Last year, after extensive consultations and a $100,000 study, city council passed an amendment to London’s Official Plan that makes it harder for developers to cut down established woodlands.
On Monday, Jan. 14, that amendment will be challenged as the Ontario Municipal Board (OMB) begins up to three weeks of hearings in London. Several local developers seek to overturn the criteria approved by city council in September, 2006, to determine how a woodland is deemed ‘significant’ enough to be protected.
The city has identified about 200 patches of potentially significant woodland within London’s boundaries, most of them in small patches, that total approximately 3,265 hectares. About 100 of those patches are in areas of interest to developers. City Hall planners and local environmentalists worry that – if the September 2006 amendment is over-turned – some 1,600 hectares of woodland could be cut down for new houses and retail strips.
The amendment that the city must defend at the January hearings changed the threshold for designation of significant woodlands from a hard-to-get score of three highs, to the provincial standard of one high, or five mediums. This puts London on the same footing as Ottawa, Halton, the York Region and Middlesex County. Halton recently defended its new One High standard successfully at a similar OMB hearing requested by developers in that region.
The provincial system evaluates woodlands with rankings of High, Medium or Low on several issues, including the size of the wooded area, how long it’s been standing, and how many different species of plants and animals live there. The evaluations are required with any planning application, and they can be done by city staff or trained consultants hired by the city or a developer.
The One High designation is unpopular with some developers. As more areas get protection at that level, it forces them to build in complicated layouts and around the odd natural shapes of standing woodlands.

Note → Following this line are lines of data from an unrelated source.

//! Response bodies produced by the content service.

use chrono::{DateTime, Utc};
use serde::{Deserialize, Serialize};
use serde_json::Value;

use crate::seo::readability::ReadabilityResult;
use crate::seo::report::{Improvement, SeoAnalysis, SeoComparison};

/// Combined AI and SEO analysis of one piece of content.
#[derive(Debug, Clone, PartialEq, Serialize, Deserialize)]
#[serde(rename_all = "camelCase")]
pub struct ContentAnalysis {
    pub ai: Value,
    pub seo: SeoAnalysis,
    pub timestamp: DateTime<Utc>,
}

/// A rewrite with the analyses of both versions.
#[derive(Debug, Clone, PartialEq, Serialize, Deserialize)]
#[serde(rename_all = "camelCase")]
pub struct RewriteOutcome {
    pub original: String,
    pub optimized: String,
    pub analysis: SeoComparison,
    pub improvement: Improvement,
}

impl RewriteOutcome {
    pub fn new(original: String, optimized: String, analysis: SeoComparison) -> Self {
        let improvement = analysis.improvement();
        RewriteOutcome {
            original,
            optimized,
            analysis,
            improvement,
        }
    }
}

/// A proofreading pass with the readability of the corrected text.
#[derive(Debug, Clone, PartialEq, Serialize, Deserialize)]
#[serde(rename_all = "camelCase")]
pub struct ProofreadOutcome {
    pub original: String,
    pub corrected: String,
    pub errors: Vec<Value>,
    pub readability: ReadabilityResult,
    pub error_count: usize,
}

Under the new criteria of One High or Five Medium, almost 95 per cent of the standing woodlands in London meet the ‘significant’ level, and will be protected. If the OMB heeds the developers’ request for a return to the Three High standard, at least half the current woodlands could be razed.
Bill DeYoung of Reforest London says that replanting initiatives can’t keep up. Over the past three years, some 6,000 volunteers have managed to plant only eight hectares of new trees – an area equivalent to about one and half times the size of Victoria Park. At that rate of 2.7 new hectares a year, it would take almost 600 years to replace the trees that would be vulnerable in a return to the Three High guideline.

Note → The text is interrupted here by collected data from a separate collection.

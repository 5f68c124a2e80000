//! Stop filter implementation.
//!
//! This module provides a filter that handles common functional words (stop
//! words) which carry no topical weight for keyword ranking. The default
//! English list is fixed; custom lists are supported for callers that need them.
//!
//! # Examples
//!
//! ```
//! use seoscribe::analysis::token_filter::Filter;
//! use seoscribe::analysis::token_filter::stop::StopFilter;
//! use seoscribe::analysis::token::Token;
//!
//! let filter = StopFilter::new(); // Uses default English stop words
//! let tokens = vec![
//!     Token::new("the", 0),
//!     Token::new("quick", 1),
//!     Token::new("brown", 2)
//! ];
//!
//! let result = filter.filter(tokens);
//!
//! // "the" is removed as a stop word
//! assert_eq!(result.len(), 2);
//! assert_eq!(result[0].text, "quick");
//! assert_eq!(result[1].text, "brown");
//! ```

use std::collections::HashSet;
use std::sync::{Arc, LazyLock};

use crate::analysis::token::Token;
use crate::analysis::token_filter::Filter;

/// Default English stop words list.
const DEFAULT_ENGLISH_STOP_WORDS: &[&str] = &[
    "a", "about", "above", "after", "again", "all", "also", "am", "an", "and", "any", "are", "as",
    "at", "be", "because", "been", "before", "being", "below", "between", "both", "but", "by",
    "can", "could", "did", "do", "does", "doing", "down", "during", "each", "few", "for", "from",
    "further", "had", "has", "have", "having", "he", "her", "here", "hers", "him", "his", "how",
    "i", "if", "in", "into", "is", "it", "its", "itself", "just", "me", "more", "most", "my",
    "no", "nor", "not", "now", "of", "off", "on", "once", "only", "or", "other", "our", "ours",
    "out", "over", "own", "same", "she", "should", "so", "some", "such", "than", "that", "the",
    "their", "them", "then", "there", "these", "they", "this", "those", "through", "to", "too",
    "under", "until", "up", "very", "was", "we", "were", "what", "when", "where", "which",
    "while", "who", "whom", "why", "will", "with", "would", "you", "your", "yours",
];

/// Default English stop words as a HashSet.
pub static DEFAULT_ENGLISH_STOP_WORDS_SET: LazyLock<Arc<HashSet<String>>> = LazyLock::new(|| {
    Arc::new(
        DEFAULT_ENGLISH_STOP_WORDS
            .iter()
            .map(|&s| s.to_string())
            .collect(),
    )
});

/// A filter that removes or marks stop words.
///
/// Keyword extraction needs to know where stop words sit inside a sentence
/// (a phrase may not start or end on one), so the filter can keep stopped
/// tokens in place with [`remove_stopped(false)`](Self::remove_stopped).
///
/// Lookups are exact: run a [`LowercaseFilter`](super::LowercaseFilter) first.
///
/// # Examples
///
/// ```
/// use seoscribe::analysis::token_filter::Filter;
/// use seoscribe::analysis::token_filter::stop::StopFilter;
/// use seoscribe::analysis::token::Token;
///
/// // Mark as stopped but don't remove
/// let filter = StopFilter::from_words(vec!["the"]).remove_stopped(false);
/// let tokens = vec![Token::new("the", 0), Token::new("quick", 1)];
///
/// let result = filter.filter(tokens);
///
/// assert_eq!(result.len(), 2);
/// assert!(result[0].is_stopped());
/// assert!(!result[1].is_stopped());
/// ```
#[derive(Clone, Debug)]
pub struct StopFilter {
    /// The set of stop words
    stop_words: Arc<HashSet<String>>,
    /// Whether to remove stopped tokens entirely or just mark them as stopped
    remove_stopped: bool,
}

impl StopFilter {
    /// Create a new stop filter with the default English stop words.
    ///
    /// The set is shared process-wide and never mutated after initialization.
    pub fn new() -> Self {
        StopFilter {
            stop_words: Arc::clone(&DEFAULT_ENGLISH_STOP_WORDS_SET),
            remove_stopped: true,
        }
    }

    /// Create a new stop filter with custom stop words.
    pub fn with_stop_words(stop_words: HashSet<String>) -> Self {
        StopFilter {
            stop_words: Arc::new(stop_words),
            remove_stopped: true,
        }
    }

    /// Create a new stop filter from a list of stop words.
    ///
    /// ```
    /// use seoscribe::analysis::token_filter::stop::StopFilter;
    ///
    /// let filter = StopFilter::from_words(vec!["foo", "bar", "baz"]);
    /// assert_eq!(filter.len(), 3);
    /// ```
    pub fn from_words<I, S>(words: I) -> Self
    where
        I: IntoIterator<Item = S>,
        S: Into<String>,
    {
        let stop_words = words.into_iter().map(|s| s.into()).collect();
        Self::with_stop_words(stop_words)
    }

    /// Set whether to remove stopped tokens entirely or just mark them as stopped.
    pub fn remove_stopped(mut self, remove: bool) -> Self {
        self.remove_stopped = remove;
        self
    }

    /// Check if a word is a stop word.
    pub fn is_stop_word(&self, word: &str) -> bool {
        self.stop_words.contains(word)
    }

    /// Get the number of stop words.
    pub fn len(&self) -> usize {
        self.stop_words.len()
    }

    /// Check if the stop word set is empty.
    pub fn is_empty(&self) -> bool {
        self.stop_words.is_empty()
    }
}

impl Default for StopFilter {
    fn default() -> Self {
        Self::new()
    }
}

impl Filter for StopFilter {
    fn filter(&self, tokens: Vec<Token>) -> Vec<Token> {
        tokens
            .into_iter()
            .filter_map(|token| {
                if token.is_stopped() {
                    Some(token)
                } else if self.is_stop_word(&token.text) {
                    if self.remove_stopped {
                        None
                    } else {
                        Some(token.stop())
                    }
                } else {
                    Some(token)
                }
            })
            .collect()
    }

    fn name(&self) -> &'static str {
        "stop"
    }
}

#[cfg(test)]
mod tests {
    use super::*;

    #[test]
    fn test_stop_filter() {
        let filter = StopFilter::from_words(vec!["the", "and", "or"]);
        let tokens = vec![
            Token::new("hello", 0),
            Token::new("the", 1),
            Token::new("world", 2),
            Token::new("and", 3),
            Token::new("test", 4),
        ];

        let result = filter.filter(tokens);

        assert_eq!(result.len(), 3);
        assert_eq!(result[0].text, "hello");
        assert_eq!(result[1].text, "world");
        assert_eq!(result[2].text, "test");
    }

    #[test]
    fn test_stop_filter_preserve_stopped() {
        let filter = StopFilter::from_words(vec!["the", "and"]).remove_stopped(false);
        let tokens = vec![
            Token::new("hello", 0),
            Token::new("the", 1),
            Token::new("world", 2),
        ];

        let result = filter.filter(tokens);

        assert_eq!(result.len(), 3);
        assert!(!result[0].is_stopped());
        assert!(result[1].is_stopped());
        assert!(!result[2].is_stopped());
    }

    #[test]
    fn test_default_list() {
        let filter = StopFilter::new();
        for word in ["the", "a", "an", "is", "and", "with"] {
            assert!(filter.is_stop_word(word), "{word} should be a stop word");
        }
        for word in ["seo", "content", "great", "rank"] {
            assert!(!filter.is_stop_word(word), "{word} should not be a stop word");
        }
        assert_eq!(filter.len(), DEFAULT_ENGLISH_STOP_WORDS.len());
    }

    #[test]
    fn test_filter_name() {
        assert_eq!(StopFilter::new().name(), "stop");
    }
}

Bonnie Bergsma, the city’s ecologist planner, says London is already under-treed.
“The standard recommendation is that cities need a 30 per cent vegetation cover for a healthy natural landscape – fields, forests, woodland, wetland, water courses. We have a little under eight per cent now. So we need to protect what we’ve got.”
Most of the wooded patches under threat are on what appears to be empty rural land – extending about 10 km. beyond the newest subdivisions and big-box shopping perimeters, mostly around the southern half of the city.
City staff and local environmental groups began pushing for toughest woodland protection in 2004, to bring London in line with provincial standards. The move also support other long-range strategies, such as Tourism London’s promotion of the city as a centre of Canada's Carolinian forest, and several city and volunteer initiatives to maintain older trees and plant new seedlings.
Before the amendment, the city sent letters to 328 private landowners who might be affected by changes that made it easier for their woodlands to get a ‘significant’ rating. Only one landowner replied to express concern that the new threshold might pose a liability.
However, at the OMB hearings in January, some 15 development companies have registered to make presentations. The list includes Drewlo Holdings, Norquay Developments, Sifton Properties, Z Group and the London Development Institute.
Dave Schmidt, development manager for Corlon Properties, one of the companies appealing to the OMB, feels the former Three High threshold served the city well.
“When people buy property, they expect to be able to use it in a certain way,” Mr. Schmidt says, “then the rules change. Why was the Three High criteria okay for so long, but not now?”
For every hectare of land protected against development, he adds, that means “we will have to extend sewers, and build farther out. The people living in that new neighbourhood past the protected woodlot will have to drive farther. Is that good for the environment?”
Ms. Bergsma notes that some developers choose to build around protected areas, pointing to the substantial wood that the Hampton Group incorporated into their new subdivision called Egelton Woods, near Aldersbrook and Gainsborough.
She doesn’t think developers are “searching for woodlands to cut down. Some developers have accepted the natural areas. Others do not want a significant woodland, or they want to develop in a portion of the patch that is less significant. The policies allow for this flexibility.”
She finds it ironic that while some developers want the OMB to make it harder for the city to protect woodlands, others put premium prices on new houses that overlook natural areas that the city spent money to protect. Nearby woods become a major feature in the advertisements.
“Housing lots that back onto open space natural areas are sold for several thousand dollars more. If we go back to the Three High criteria – there will be a lot of woodlands that won’t make it.
“The citizens of London have told us they want to be the Forest City. We can’t be that by only protecting the small percentage of areas that make the very tough rating of Three High.”
City ecologist planner Bonnie Bergsma plants trees with a ReForest London crew near Bradley Rd. this fall. Even with the help of 6,000 volunteers ReForest London can’t keep up with the pace the city is losing trees to development.